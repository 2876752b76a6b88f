//! # SimFlow: threaded computation-graph runtime
//!
//! SimFlow runs dynamical-system simulations as a graph of computation steps.
//! Steps exchange typed data through connections; triggers decide when steps
//! compute, and root triggers pace themselves on dedicated worker threads.
//!
//! ## Architecture
//!
//! - **Graph** (`graph`): steps, connections, data objects, triggers, loop modes,
//!   worker threads and the [`Network`](graph::Network) that owns them all
//! - **Config** (`config`): TOML runtime configuration for the binary
//! - **Demo** (`demo`): the counter → gain → integrator graph the binary runs
//! - **Faults**: reported through an injected [`FaultSink`](graph::FaultSink)
//!
//! ## Example
//!
//! ```no_run
//! use simflow::graph::steps::{CounterStep, GainStep};
//! use simflow::graph::{LoopMode, Network};
//! use std::time::Duration;
//!
//! fn main() -> simflow::Result<()> {
//!     let mut network = Network::default();
//!     let clock = network.create_trigger("clock");
//!     network.set_loop_mode(clock, LoopMode::fixed_rate(Duration::from_millis(10)))?;
//!
//!     let counter = network.add_step(CounterStep::new())?;
//!     let gain = network.add_step(GainStep::new(2.0))?;
//!     network.attach(counter, clock)?;
//!     network.attach(gain, clock)?;
//!     network.add_connection(counter, "count", gain, "input")?;
//!
//!     network.start_all()?;
//!     std::thread::sleep(Duration::from_millis(100));
//!     network.stop_all(true);
//!
//!     println!("{:?}", network.step_outputs(gain)?);
//!     Ok(())
//! }
//! ```

pub mod config;
pub mod demo;
pub mod error;
pub mod graph;

// Re-export commonly used types
pub use config::{LoopModeConfig, RuntimeConfig, TriggerConfig};
pub use error::{Result, ResultExt, SimFlowError};
pub use graph::{LoopMode, Network, Step, StepContext, StepId, TriggerId};
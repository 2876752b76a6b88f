//! Built-in step implementations.

pub mod constant;
pub mod counter;
pub mod device;
pub mod function;
pub mod gain;
pub mod integrator;
pub mod net_io;
pub mod sum;

pub use constant::ConstantStep;
pub use counter::CounterStep;
pub use device::{DeviceDriver, DeviceError, DeviceStep, RetryPolicy};
pub use function::FnStep;
pub use gain::GainStep;
pub use integrator::IntegratorStep;
pub use net_io::{NetReaderStep, NetWriterStep};
pub use sum::SumStep;
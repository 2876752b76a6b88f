//! GainStep: multiplies its input by a constant factor.
//!
//! Works element-wise on scalars, matrices and records, so the declared slot
//! type picks which of those it can be connected to.

use crate::graph::data::DataType;
use crate::graph::error::ComputeError;
use crate::graph::slot::SlotDescriptor;
use crate::graph::step::{Step, StepContext};

pub struct GainStep {
    gain: f64,
    data_type: DataType,
}

impl GainStep {
    pub fn new(gain: f64) -> Self {
        Self::with_type(gain, DataType::Scalar)
    }

    pub fn with_type(gain: f64, data_type: DataType) -> Self {
        Self { gain, data_type }
    }

    pub fn gain(&self) -> f64 {
        self.gain
    }
}

impl Step for GainStep {
    fn type_name(&self) -> &str {
        "gain"
    }

    fn declare_slots(&self) -> Vec<SlotDescriptor> {
        vec![
            SlotDescriptor::input("input", self.data_type),
            SlotDescriptor::output("output", self.data_type),
        ]
    }

    fn compute(&mut self, ctx: &mut StepContext<'_>) -> Result<(), ComputeError> {
        let input = ctx
            .input("input")
            .ok_or_else(|| ComputeError::MissingInput("input".to_string()))?;
        let gain = self.gain;
        let output = input.map_numeric(|v| v * gain);
        ctx.set_output("output", output)
    }
}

* _Task requirements_: The records need to be copied exactly, with no line left out.

* _Written response_:
repository 2876752b76a6b88f
//! # SimFlow: threaded computation-graph runtime
//!
//! SimFlow runs dynamical-system simulations as a graph of computation steps.
//! Steps exchange typed data through connections; triggers decide when steps
//! compute, and root triggers pace themselves on dedicated worker threads.
//!
//! ## Architecture
//!
//! - **Graph** (`graph`): steps, connections, data objects, triggers, loop modes,
//!   worker threads and the [`Network`](graph::Network) that owns them all
//! - **Config** (`config`): TOML runtime configuration for the binary
//! - **Demo** (`demo`): the counter → gain → integrator graph the binary runs
//! - **Faults**: reported through an injected [`FaultSink`](graph::FaultSink)
//!
//! ## Example
//!
//! ```no_run
//! use simflow::graph::steps::{CounterStep, GainStep};
//! use simflow::graph::{LoopMode, Network};
//! use std::time::Duration;
//!
//! fn main() -> simflow::Result<()> {
//!     let mut network = Network::default();
//!     let clock = network.create_trigger("clock");
//!     network.set_loop_mode(clock, LoopMode::fixed_rate(Duration::from_millis(10)))?;
//!
//!     let counter = network.add_step(CounterStep::new())?;
//!     let gain = network.add_step(GainStep::new(2.0))?;
//!     network.attach(counter, clock)?;
//!     network.attach(gain, clock)?;
//!     network.add_connection(counter, "count", gain, "input")?;
//!
//!     network.start_all()?;
//!     std::thread::sleep(Duration::from_millis(100));
//!     network.stop_all(true);
//!
//!     println!("{:?}", network.step_outputs(gain)?);
//!     Ok(())
//! }
//! ```

pub mod config;
pub mod demo;
pub mod error;
pub mod graph;

// Re-export commonly used types
pub use config::{LoopModeConfig, RuntimeConfig, TriggerConfig};
pub use error::{Result, ResultExt, SimFlowError};
pub use graph::{LoopMode, Network, Step, StepContext, StepId, TriggerId};
repository 2876752b76a6b88f
//! Built-in step implementations.

pub mod constant;
pub mod counter;
pub mod device;
pub mod function;
pub mod gain;
pub mod integrator;
pub mod net_io;
pub mod sum;

pub use constant::ConstantStep;
pub use counter::CounterStep;
pub use device::{DeviceDriver, DeviceError, DeviceStep, RetryPolicy};
pub use function::FnStep;
pub use gain::GainStep;
pub use integrator::IntegratorStep;
pub use net_io::{NetReaderStep, NetWriterStep};
pub use sum::SumStep;
repository 2876752b76a6b88f
//! GainStep: multiplies its input by a constant factor.
//!
//! Works element-wise on scalars, matrices and records, so the declared slot
//! type picks which of those it can be connected to.

use crate::graph::data::DataType;
use crate::graph::error::ComputeError;
use crate::graph::slot::SlotDescriptor;
use crate::graph::step::{Step, StepContext};

pub struct GainStep {
    gain: f64,
    data_type: DataType,
}

impl GainStep {
    pub fn new(gain: f64) -> Self {
        Self::with_type(gain, DataType::Scalar)
    }

    pub fn with_type(gain: f64, data_type: DataType) -> Self {
        Self { gain, data_type }
    }

    pub fn gain(&self) -> f64 {
        self.gain
    }
}

impl Step for GainStep {
    fn type_name(&self) -> &str {
        "gain"
    }

    fn declare_slots(&self) -> Vec<SlotDescriptor> {
        vec![
            SlotDescriptor::input("input", self.data_type),
            SlotDescriptor::output("output", self.data_type),
        ]
    }

    fn compute(&mut self, ctx: &mut StepContext<'_>) -> Result<(), ComputeError> {
        let input = ctx
            .input("input")
            .ok_or_else(|| ComputeError::MissingInput("input".to_string()))?;
        let gain = self.gain;
        let output = input.map_numeric(|v| v * gain);
        ctx.set_output("output", output)
    }
}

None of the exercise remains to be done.